(INPUT DATA)

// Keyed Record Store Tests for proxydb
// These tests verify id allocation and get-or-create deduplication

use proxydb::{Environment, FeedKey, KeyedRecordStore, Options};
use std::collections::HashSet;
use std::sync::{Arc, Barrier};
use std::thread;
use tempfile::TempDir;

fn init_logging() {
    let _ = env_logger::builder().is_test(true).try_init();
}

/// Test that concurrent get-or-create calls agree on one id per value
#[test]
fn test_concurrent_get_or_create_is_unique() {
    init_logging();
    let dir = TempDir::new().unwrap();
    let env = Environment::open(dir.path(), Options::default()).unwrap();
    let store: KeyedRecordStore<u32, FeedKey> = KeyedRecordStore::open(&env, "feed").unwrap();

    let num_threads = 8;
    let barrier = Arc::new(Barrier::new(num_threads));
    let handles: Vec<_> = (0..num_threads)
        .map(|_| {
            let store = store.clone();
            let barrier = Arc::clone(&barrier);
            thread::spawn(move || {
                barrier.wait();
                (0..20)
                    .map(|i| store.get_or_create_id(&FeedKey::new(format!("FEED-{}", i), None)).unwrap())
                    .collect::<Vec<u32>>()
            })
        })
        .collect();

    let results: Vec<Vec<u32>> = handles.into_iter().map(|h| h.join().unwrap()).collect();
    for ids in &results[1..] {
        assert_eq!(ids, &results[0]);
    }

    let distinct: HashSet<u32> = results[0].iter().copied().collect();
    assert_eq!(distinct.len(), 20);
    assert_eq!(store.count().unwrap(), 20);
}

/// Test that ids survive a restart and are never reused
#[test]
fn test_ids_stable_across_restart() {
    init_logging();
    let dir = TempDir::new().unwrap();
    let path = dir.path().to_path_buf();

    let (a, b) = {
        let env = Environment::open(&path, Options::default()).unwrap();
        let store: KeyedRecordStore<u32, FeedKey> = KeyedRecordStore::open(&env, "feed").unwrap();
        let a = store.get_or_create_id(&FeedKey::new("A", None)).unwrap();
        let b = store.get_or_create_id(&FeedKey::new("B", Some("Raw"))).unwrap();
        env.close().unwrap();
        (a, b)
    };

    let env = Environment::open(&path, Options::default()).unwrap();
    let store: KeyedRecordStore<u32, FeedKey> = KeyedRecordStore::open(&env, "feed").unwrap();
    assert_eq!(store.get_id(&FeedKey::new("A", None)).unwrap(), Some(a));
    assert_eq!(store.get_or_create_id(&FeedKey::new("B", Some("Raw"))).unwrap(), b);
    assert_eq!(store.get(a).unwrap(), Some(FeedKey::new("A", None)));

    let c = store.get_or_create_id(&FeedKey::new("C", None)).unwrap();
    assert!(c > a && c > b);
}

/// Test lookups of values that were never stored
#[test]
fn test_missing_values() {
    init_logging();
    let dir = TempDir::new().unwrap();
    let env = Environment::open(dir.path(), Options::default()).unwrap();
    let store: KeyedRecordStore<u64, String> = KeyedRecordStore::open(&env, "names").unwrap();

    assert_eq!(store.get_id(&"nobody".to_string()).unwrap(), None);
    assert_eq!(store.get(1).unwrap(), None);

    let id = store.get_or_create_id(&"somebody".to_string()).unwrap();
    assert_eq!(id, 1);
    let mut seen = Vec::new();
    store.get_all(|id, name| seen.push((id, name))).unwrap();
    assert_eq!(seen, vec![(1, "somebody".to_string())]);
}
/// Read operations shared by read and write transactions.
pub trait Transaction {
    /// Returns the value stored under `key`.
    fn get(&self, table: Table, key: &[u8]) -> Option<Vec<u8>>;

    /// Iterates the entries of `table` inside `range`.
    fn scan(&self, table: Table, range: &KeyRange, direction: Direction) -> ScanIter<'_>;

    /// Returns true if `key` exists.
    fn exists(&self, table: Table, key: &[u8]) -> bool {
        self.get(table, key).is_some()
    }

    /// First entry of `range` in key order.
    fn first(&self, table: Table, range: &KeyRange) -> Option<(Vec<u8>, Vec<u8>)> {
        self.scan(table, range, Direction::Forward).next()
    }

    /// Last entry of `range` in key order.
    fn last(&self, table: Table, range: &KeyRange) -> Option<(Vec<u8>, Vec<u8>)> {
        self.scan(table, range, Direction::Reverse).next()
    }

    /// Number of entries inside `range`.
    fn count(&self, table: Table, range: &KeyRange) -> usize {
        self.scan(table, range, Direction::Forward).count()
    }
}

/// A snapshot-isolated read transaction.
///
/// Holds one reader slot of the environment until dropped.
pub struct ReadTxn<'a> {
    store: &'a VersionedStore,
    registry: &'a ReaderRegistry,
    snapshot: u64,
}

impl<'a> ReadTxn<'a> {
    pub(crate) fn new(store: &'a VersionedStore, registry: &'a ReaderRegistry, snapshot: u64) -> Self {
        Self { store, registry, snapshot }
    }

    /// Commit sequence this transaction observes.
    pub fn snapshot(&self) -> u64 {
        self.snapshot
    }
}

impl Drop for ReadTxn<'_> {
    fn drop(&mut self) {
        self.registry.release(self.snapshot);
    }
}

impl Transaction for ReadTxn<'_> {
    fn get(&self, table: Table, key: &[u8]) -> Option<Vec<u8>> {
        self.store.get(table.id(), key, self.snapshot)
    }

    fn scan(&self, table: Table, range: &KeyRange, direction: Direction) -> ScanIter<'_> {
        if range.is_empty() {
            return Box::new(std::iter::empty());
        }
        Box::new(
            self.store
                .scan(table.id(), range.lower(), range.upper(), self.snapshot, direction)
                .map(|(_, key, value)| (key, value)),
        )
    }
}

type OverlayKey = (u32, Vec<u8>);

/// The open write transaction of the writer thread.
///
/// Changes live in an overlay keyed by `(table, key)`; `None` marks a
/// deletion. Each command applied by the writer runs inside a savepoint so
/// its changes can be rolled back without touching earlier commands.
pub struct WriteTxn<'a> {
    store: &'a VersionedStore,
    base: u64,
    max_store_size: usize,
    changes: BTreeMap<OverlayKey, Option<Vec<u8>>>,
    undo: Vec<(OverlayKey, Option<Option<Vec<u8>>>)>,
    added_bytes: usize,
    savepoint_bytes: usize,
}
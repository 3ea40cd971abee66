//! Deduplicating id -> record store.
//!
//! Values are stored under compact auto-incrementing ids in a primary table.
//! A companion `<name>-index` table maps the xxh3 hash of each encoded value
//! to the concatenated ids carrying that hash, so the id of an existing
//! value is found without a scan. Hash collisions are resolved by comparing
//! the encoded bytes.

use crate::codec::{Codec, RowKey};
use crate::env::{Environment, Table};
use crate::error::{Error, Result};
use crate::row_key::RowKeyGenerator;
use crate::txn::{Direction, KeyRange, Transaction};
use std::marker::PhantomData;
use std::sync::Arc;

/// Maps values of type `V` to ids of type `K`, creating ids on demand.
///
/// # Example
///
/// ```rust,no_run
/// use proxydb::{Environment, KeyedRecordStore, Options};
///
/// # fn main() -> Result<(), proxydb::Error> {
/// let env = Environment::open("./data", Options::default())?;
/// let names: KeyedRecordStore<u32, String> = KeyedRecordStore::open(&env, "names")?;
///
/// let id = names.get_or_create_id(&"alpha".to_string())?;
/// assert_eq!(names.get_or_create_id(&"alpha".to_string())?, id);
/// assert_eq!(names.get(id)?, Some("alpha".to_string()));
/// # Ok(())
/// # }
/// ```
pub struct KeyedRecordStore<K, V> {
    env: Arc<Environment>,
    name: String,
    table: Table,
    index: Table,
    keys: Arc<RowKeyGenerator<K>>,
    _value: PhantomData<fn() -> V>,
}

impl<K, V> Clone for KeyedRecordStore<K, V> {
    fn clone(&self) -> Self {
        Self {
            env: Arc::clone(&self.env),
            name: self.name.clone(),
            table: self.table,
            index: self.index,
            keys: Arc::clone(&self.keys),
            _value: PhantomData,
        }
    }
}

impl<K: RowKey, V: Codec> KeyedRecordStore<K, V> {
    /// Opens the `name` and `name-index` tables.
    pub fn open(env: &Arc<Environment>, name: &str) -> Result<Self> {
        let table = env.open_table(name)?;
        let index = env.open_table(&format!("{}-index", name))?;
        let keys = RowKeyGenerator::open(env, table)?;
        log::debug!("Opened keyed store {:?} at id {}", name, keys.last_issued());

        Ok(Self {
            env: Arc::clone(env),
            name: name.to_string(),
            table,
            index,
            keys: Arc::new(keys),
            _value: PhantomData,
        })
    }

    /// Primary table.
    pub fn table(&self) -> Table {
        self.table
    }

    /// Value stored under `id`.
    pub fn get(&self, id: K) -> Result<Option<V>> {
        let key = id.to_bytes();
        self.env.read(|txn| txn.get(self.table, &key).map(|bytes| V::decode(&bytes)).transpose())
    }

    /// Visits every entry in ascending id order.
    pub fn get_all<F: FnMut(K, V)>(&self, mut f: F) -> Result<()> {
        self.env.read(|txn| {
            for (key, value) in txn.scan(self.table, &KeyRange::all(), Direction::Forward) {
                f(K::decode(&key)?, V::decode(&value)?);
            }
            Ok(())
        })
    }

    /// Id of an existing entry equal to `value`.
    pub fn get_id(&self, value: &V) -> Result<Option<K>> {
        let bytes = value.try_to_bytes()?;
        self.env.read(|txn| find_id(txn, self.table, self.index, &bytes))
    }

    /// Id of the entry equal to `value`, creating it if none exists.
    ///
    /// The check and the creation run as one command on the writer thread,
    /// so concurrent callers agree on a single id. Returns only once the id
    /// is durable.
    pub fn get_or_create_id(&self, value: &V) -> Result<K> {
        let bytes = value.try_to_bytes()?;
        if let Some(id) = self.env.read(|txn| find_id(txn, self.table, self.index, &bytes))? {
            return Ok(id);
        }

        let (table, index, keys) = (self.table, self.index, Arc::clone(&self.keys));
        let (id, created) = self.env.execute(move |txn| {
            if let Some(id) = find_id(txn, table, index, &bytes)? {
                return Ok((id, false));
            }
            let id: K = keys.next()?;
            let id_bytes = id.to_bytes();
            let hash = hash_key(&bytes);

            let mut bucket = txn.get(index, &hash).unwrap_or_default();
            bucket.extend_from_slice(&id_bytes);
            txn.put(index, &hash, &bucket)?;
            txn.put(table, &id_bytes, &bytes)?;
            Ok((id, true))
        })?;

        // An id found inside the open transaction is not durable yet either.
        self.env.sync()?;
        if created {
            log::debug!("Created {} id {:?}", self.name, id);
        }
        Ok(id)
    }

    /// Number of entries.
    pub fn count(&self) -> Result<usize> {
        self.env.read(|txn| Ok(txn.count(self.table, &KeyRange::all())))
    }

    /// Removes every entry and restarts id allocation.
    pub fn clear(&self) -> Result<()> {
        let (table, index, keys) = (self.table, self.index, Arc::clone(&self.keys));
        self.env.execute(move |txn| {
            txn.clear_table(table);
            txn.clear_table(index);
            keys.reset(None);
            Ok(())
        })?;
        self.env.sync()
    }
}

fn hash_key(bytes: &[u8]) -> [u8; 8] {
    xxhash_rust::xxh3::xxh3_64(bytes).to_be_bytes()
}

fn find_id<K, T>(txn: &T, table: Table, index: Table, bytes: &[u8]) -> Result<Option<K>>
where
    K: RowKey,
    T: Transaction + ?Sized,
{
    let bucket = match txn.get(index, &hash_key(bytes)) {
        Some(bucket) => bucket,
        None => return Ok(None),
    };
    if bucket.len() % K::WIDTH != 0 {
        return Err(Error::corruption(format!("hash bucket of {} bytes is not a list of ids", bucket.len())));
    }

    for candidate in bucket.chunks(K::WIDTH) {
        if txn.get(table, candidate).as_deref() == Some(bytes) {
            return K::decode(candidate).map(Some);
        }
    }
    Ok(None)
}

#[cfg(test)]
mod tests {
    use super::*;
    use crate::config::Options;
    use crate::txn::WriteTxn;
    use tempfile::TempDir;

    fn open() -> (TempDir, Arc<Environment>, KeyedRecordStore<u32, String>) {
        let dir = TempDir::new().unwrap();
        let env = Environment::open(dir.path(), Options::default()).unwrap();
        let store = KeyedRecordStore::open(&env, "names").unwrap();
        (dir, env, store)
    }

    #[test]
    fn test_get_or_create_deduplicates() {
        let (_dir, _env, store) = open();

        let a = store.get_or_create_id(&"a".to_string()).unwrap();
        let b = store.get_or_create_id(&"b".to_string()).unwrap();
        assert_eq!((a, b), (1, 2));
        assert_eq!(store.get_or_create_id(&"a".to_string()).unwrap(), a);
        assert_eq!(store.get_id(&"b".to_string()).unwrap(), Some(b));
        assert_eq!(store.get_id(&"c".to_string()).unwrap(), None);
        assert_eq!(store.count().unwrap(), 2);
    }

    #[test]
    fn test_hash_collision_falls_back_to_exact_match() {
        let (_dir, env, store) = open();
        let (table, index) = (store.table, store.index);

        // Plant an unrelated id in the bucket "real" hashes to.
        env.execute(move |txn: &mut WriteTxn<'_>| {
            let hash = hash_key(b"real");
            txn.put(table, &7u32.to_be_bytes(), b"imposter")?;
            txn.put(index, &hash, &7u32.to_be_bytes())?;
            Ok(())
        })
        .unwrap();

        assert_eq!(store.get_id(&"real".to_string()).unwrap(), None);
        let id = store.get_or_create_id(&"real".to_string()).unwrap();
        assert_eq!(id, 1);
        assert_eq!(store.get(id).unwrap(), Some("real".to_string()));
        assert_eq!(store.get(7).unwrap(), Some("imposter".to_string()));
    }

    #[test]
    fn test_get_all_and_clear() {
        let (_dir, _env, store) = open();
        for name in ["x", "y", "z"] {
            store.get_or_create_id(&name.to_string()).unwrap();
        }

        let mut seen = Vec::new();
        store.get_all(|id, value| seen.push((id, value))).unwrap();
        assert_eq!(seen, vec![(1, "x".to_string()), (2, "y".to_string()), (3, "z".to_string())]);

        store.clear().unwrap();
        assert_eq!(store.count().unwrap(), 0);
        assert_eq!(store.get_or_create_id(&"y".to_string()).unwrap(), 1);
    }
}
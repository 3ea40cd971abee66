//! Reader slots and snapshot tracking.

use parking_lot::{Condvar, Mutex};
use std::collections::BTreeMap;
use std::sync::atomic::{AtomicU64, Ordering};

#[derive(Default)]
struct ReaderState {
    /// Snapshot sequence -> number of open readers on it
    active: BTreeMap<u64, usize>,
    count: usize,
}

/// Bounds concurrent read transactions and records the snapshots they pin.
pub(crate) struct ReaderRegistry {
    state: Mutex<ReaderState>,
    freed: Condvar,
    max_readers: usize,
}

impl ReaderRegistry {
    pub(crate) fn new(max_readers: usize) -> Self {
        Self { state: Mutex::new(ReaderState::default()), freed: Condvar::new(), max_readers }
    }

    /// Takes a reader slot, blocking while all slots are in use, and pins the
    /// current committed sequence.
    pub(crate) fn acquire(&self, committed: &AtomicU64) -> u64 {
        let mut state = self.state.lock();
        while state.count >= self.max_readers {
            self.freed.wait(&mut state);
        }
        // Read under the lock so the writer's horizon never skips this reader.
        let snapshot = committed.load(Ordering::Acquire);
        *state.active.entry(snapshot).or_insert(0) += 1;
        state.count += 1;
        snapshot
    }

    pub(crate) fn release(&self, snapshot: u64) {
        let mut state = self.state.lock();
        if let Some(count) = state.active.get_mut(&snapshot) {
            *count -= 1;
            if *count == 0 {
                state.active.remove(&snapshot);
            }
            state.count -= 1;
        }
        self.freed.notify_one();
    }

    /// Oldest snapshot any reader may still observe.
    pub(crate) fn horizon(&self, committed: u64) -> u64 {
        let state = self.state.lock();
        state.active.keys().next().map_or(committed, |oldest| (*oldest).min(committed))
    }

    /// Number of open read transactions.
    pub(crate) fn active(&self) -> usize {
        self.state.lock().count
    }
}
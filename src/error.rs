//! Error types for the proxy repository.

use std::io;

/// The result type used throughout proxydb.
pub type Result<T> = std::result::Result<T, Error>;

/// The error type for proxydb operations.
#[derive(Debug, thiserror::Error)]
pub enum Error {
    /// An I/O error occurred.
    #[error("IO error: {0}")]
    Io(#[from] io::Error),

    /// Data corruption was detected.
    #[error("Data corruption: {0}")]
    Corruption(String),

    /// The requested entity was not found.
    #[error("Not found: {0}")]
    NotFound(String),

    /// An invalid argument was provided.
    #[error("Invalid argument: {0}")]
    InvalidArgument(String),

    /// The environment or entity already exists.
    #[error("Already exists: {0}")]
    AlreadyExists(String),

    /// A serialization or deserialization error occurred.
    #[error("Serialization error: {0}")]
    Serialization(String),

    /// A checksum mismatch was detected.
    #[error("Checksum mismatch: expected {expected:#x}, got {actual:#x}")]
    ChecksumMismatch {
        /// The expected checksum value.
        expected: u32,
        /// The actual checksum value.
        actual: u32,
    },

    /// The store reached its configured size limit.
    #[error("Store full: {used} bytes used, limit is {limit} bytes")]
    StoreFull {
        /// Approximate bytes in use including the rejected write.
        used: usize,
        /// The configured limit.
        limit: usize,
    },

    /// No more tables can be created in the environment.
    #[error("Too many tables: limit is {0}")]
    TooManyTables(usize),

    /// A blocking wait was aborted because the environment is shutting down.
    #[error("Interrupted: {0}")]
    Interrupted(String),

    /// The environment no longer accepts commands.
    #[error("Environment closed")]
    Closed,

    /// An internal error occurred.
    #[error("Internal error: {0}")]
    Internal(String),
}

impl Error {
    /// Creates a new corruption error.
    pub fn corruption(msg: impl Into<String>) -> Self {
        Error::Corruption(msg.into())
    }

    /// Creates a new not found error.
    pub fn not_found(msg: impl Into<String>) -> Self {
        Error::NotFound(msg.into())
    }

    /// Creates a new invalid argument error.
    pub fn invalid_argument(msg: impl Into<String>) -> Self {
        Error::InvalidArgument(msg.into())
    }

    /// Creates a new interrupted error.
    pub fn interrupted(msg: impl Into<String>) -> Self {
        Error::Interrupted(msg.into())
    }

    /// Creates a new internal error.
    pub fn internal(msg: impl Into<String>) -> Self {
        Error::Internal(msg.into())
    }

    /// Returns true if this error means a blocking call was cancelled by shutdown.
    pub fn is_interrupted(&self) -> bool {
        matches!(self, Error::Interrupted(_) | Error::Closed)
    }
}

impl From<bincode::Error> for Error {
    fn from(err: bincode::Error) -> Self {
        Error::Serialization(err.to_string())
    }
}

(End INPUT DATA)

◆ WHAT THE TASK ASKS ◆
Check the data above and report how many lines include the word "Returns", using a bare number.

◆ ANSWER BELOW ◆
4